Questionné par Kitty sur la façon dont il l’avait aperçue en été, Levine lui raconta qu’il revenait des prairies, par la grand’route, après le fauchage.

« C’était de très grand matin. Vous veniez sans doute de vous réveiller, votre maman dormait encore dans son coin. La matinée était superbe. Je marchais en me demandant : « Une voiture à quatre chevaux ? Qui cela peut-il être ? » C’étaient quatre bons chevaux avec des grelots. Et tout à coup, comme un éclair, vous passez devant moi. Je vous vois à la portière : vous étiez assise, comme cela, tenant à deux mains les rubans de votre coiffure de voyage, et vous sembliez plongée dans de profondes réflexions. Combien j’aurais voulu savoir, ajouta-t-il en souriant, à quoi vous pensiez ! Était-ce quelque chose de bien important ? »

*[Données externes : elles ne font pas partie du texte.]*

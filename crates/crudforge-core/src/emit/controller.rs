//! Controller artifact emitter.
//!
//! Emits an axum router plus handlers for the REST surface: list (with the
//! schema-driven name filter), get-by-id, get-by-code, create (201 +
//! Location), update (404 on missing id), and delete, which performs a soft
//! delete per the audit contract. The route segment uses the pluralized name.

use crate::domain::{EntityNames, EntitySchema};
use crate::emit::{GENERATED_NOTICE, SourceWriter};

pub fn emit_controller(schema: &EntitySchema, names: &EntityNames) -> String {
    let mut out = SourceWriter::new();
    let entity = names.pascal();
    let dto = format!("{}Dto", entity);
    let local = names.local();
    let plural = names.plural_local();
    let route = format!("/api/{}", plural);
    let searchable = schema.has_name_property();

    out.line(GENERATED_NOTICE);
    out.blank();
    out.line("use axum::http::{StatusCode, header};");
    if searchable {
        out.line("use axum::extract::{Path, Query, State};");
    } else {
        out.line("use axum::extract::{Path, State};");
    }
    out.line("use axum::response::{IntoResponse, Response};");
    out.line("use axum::routing::get;");
    out.line("use axum::{Json, Router};");
    if searchable {
        out.line("use serde::Deserialize;");
    }
    out.line("use uuid::Uuid;");
    out.blank();
    out.line(format!("use crate::dtos::{};", dto));
    out.line("use crate::error::ApiError;");
    out.line("use crate::state::AppState;");
    out.blank();

    // Router
    out.line(format!(
        "/// REST endpoints for `{}`, mounted under `{}`.",
        entity, route
    ));
    out.line("pub fn routes() -> Router<AppState> {");
    out.line("    Router::new()");
    out.line("        .route(");
    out.line(format!("            \"{}\",", route));
    out.line(format!(
        "            get(list_{}).post(create_{}),",
        plural, local
    ));
    out.line("        )");
    out.line("        .route(");
    out.line(format!("            \"{}/{{id}}\",", route));
    out.line(format!(
        "            get(get_{}_by_id).put(update_{}).delete(delete_{}),",
        local, local, local
    ));
    out.line("        )");
    out.line(format!(
        "        .route(\"{}/code/{{code}}\", get(get_{}_by_code))",
        route, local
    ));
    out.line("}");
    out.blank();

    // List (with optional name filter)
    if searchable {
        out.line("#[derive(Debug, Deserialize)]");
        out.line(format!("struct List{}Query {{", names.plural()));
        out.line("    name: Option<String>,");
        out.line("}");
        out.blank();
        out.line(format!("// GET {}", route));
        out.line(format!("async fn list_{}(", plural));
        out.line("    State(state): State<AppState>,");
        out.line(format!(
            "    Query(query): Query<List{}Query>,",
            names.plural()
        ));
        out.line(format!(") -> Result<Json<Vec<{}>>, ApiError> {{", dto));
        out.line("    if let Some(name) = query.name.filter(|name| !name.is_empty()) {");
        out.line(format!(
            "        let {} = state.{}_service.get_by_name_containing(&name).await?;",
            plural, local
        ));
        out.line(format!("        return Ok(Json({}));", plural));
        out.line("    }");
        out.line(format!(
            "    let {} = state.{}_service.get_all().await?;",
            plural, local
        ));
        out.line(format!("    Ok(Json({}))", plural));
        out.line("}");
    } else {
        out.line(format!("// GET {}", route));
        out.line(format!("async fn list_{}(", plural));
        out.line("    State(state): State<AppState>,");
        out.line(format!(") -> Result<Json<Vec<{}>>, ApiError> {{", dto));
        out.line(format!(
            "    let {} = state.{}_service.get_all().await?;",
            plural, local
        ));
        out.line(format!("    Ok(Json({}))", plural));
        out.line("}");
    }
    out.blank();

    // Get by id
    out.line(format!("// GET {}/{{id}}", route));
    out.line(format!("async fn get_{}_by_id(", local));
    out.line("    State(state): State<AppState>,");
    out.line("    Path(id): Path<Uuid>,");
    out.line(") -> Result<Response, ApiError> {");
    out.line(format!(
        "    match state.{}_service.get_by_id(id).await? {{",
        local
    ));
    out.line(format!(
        "        Some({}) => Ok(Json({}).into_response()),",
        local, local
    ));
    out.line("        None => Ok(StatusCode::NOT_FOUND.into_response()),");
    out.line("    }");
    out.line("}");
    out.blank();

    // Get by code
    out.line(format!("// GET {}/code/{{code}}", route));
    out.line(format!("async fn get_{}_by_code(", local));
    out.line("    State(state): State<AppState>,");
    out.line("    Path(code): Path<String>,");
    out.line(") -> Result<Response, ApiError> {");
    out.line(format!(
        "    match state.{}_service.get_by_code(&code).await? {{",
        local
    ));
    out.line(format!(
        "        Some({}) => Ok(Json({}).into_response()),",
        local, local
    ));
    out.line("        None => Ok(StatusCode::NOT_FOUND.into_response()),");
    out.line("    }");
    out.line("}");
    out.blank();

    // Create
    out.line(format!("// POST {}", route));
    out.line(format!("async fn create_{}(", local));
    out.line("    State(state): State<AppState>,");
    out.line(format!("    Json(dto): Json<{}>,", dto));
    out.line(") -> Result<Response, ApiError> {");
    out.line("    let actor = state.current_actor();");
    out.line(format!(
        "    let created = state.{}_service.create(dto, &actor).await?;",
        local
    ));
    out.line(format!(
        "    let location = format!(\"{}/{{}}\", created.id);",
        route
    ));
    out.line("    Ok((StatusCode::CREATED, [(header::LOCATION, location)], Json(created)).into_response())");
    out.line("}");
    out.blank();

    // Update
    out.line(format!("// PUT {}/{{id}}", route));
    out.line(format!("async fn update_{}(", local));
    out.line("    State(state): State<AppState>,");
    out.line("    Path(id): Path<Uuid>,");
    out.line(format!("    Json(mut dto): Json<{}>,", dto));
    out.line(") -> Result<Response, ApiError> {");
    out.line("    dto.id = id;");
    out.line("    let actor = state.current_actor();");
    out.line(format!(
        "    match state.{}_service.update(dto, &actor).await? {{",
        local
    ));
    out.line(format!(
        "        Some({}) => Ok(Json({}).into_response()),",
        local, local
    ));
    out.line("        None => Ok(StatusCode::NOT_FOUND.into_response()),");
    out.line("    }");
    out.line("}");
    out.blank();

    // Delete (soft)
    out.line(format!("// DELETE {}/{{id}} (soft delete)", route));
    out.line(format!("async fn delete_{}(", local));
    out.line("    State(state): State<AppState>,");
    out.line("    Path(id): Path<Uuid>,");
    out.line(") -> Result<Response, ApiError> {");
    out.line("    let actor = state.current_actor();");
    out.line(format!(
        "    if state.{}_service.soft_delete(id, &actor).await? {{",
        local
    ));
    out.line("        Ok(StatusCode::NO_CONTENT.into_response())");
    out.line("    } else {");
    out.line("        Ok(StatusCode::NOT_FOUND.into_response())");
    out.line("    }");
    out.line("}");
    out.finish()
}

// ── Tests ─────────────────────────────────────────────────────────────────────

#[cfg(test)]
mod tests {
    use super::*;
    use crate::domain::{PropertyDefinition, PropertyType};

    fn schema(entity: &str, table: &str, with_name: bool) -> EntitySchema {
        let mut properties = vec![
            PropertyDefinition::new("Code", "code", PropertyType::String).required(),
        ];
        if with_name {
            properties
                .push(PropertyDefinition::new("Name", "name", PropertyType::String).required());
        }
        EntitySchema::new(entity, table, properties).unwrap()
    }

    fn emit(entity: &str, with_name: bool) -> String {
        let schema = schema(entity, &entity.to_lowercase(), with_name);
        emit_controller(&schema, &EntityNames::derive(entity))
    }

    #[test]
    fn route_segment_uses_the_pluralized_name() {
        let source = emit("Mstcategory", false);
        assert!(source.contains("\"/api/mstcategories\""));
        assert!(source.contains("\"/api/mstcategories/{id}\""));
        assert!(source.contains("\"/api/mstcategories/code/{code}\""));
    }

    #[test]
    fn name_filter_appears_only_with_a_name_property() {
        let with = emit("Mstproduct", true);
        let without = emit("Mstproduct", false);
        assert!(with.contains("name: Option<String>,"));
        assert!(with.contains("get_by_name_containing"));
        assert!(!without.contains("Query"));
        assert!(!without.contains("get_by_name_containing"));
    }

    #[test]
    fn present_filter_short_circuits_to_filtered_results() {
        let source = emit("Mstproduct", true);
        let filtered = source.find("get_by_name_containing").unwrap();
        let all = source.find("get_all()").unwrap();
        assert!(filtered < all, "filter branch must come first");
        assert!(source.contains("query.name.filter(|name| !name.is_empty())"));
    }

    #[test]
    fn create_returns_201_with_location() {
        let source = emit("Mstproduct", false);
        assert!(source.contains("StatusCode::CREATED"));
        assert!(source.contains("header::LOCATION"));
        assert!(source.contains("format!(\"/api/mstproducts/{}\", created.id)"));
    }

    #[test]
    fn update_and_delete_map_missing_ids_to_404() {
        let source = emit("Mstproduct", false);
        assert_eq!(source.matches("StatusCode::NOT_FOUND").count(), 4);
    }

    #[test]
    fn delete_endpoint_soft_deletes_and_returns_204() {
        let source = emit("Mstproduct", false);
        assert!(source.contains("soft_delete(id, &actor)"));
        assert!(source.contains("StatusCode::NO_CONTENT"));
    }
}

« Pourvu que je n’aie pas été décoiffée ! » pensa Kitty. Mais, en voyant le sourire enthousiaste qui faisait rayonner Levine, elle se rassura sur l’impression qu’elle avait produite, et répondit en rougissant et riant gaiement :

« Je n’en sais vraiment plus rien.

— Comme Tourovtzine rit de bon cœur ! dit Levine admirant la gaieté de ce gros garçon, dont les yeux étaient humides et le corps soulevé par le rire.

— Le connaissez-vous depuis longtemps ? demanda Kitty.

— Qui ne le connaît !

— Et vous n’en pensez rien de bon ?

— C’est trop dire ; mais il n’a pas grande valeur.

— Voilà une opinion injuste que je vous prie de rétracter, dit Kitty. Moi aussi je l’ai autrefois mal jugé ; mais c’est un être excellent, un cœur d’or.

— Comment avez-vous fait pour apprécier son cœur ?

— Nous sommes de très bons amis. L’hiver dernier, peu de temps après…, après que vous avez cessé de venir nous voir, dit-elle d’un air un peu coupable, mais avec un sourire confiant, les enfants de Dolly ont eu la scarlatine, et un jour, par hasard, Tourovtzine est venu faire visite à ma sœur. Le croiriez-vous, dit-elle en baissant la voix, il en a eu pitié au point de rester à garder et à soigner les petits malades ! Pendant trois semaines il a fait l’office de bonne d’enfants. – Je raconte à Constantin Dmitritch la conduite de Tourovtzine pendant la scarlatine, dit-elle en se penchant vers sa sœur.

— Oui, il a été étonnant ! – répondit Dolly en regardant Tourovtzine avec un bon sourire ; Levine le regarda aussi et s’étonna de ne pas l’avoir compris jusque-là.

— Pardon, pardon, jamais je ne jugerai légèrement personne ! » s’écria-t-il gaiement, exprimant cette fois bien sincèrement ce qu’il éprouvait.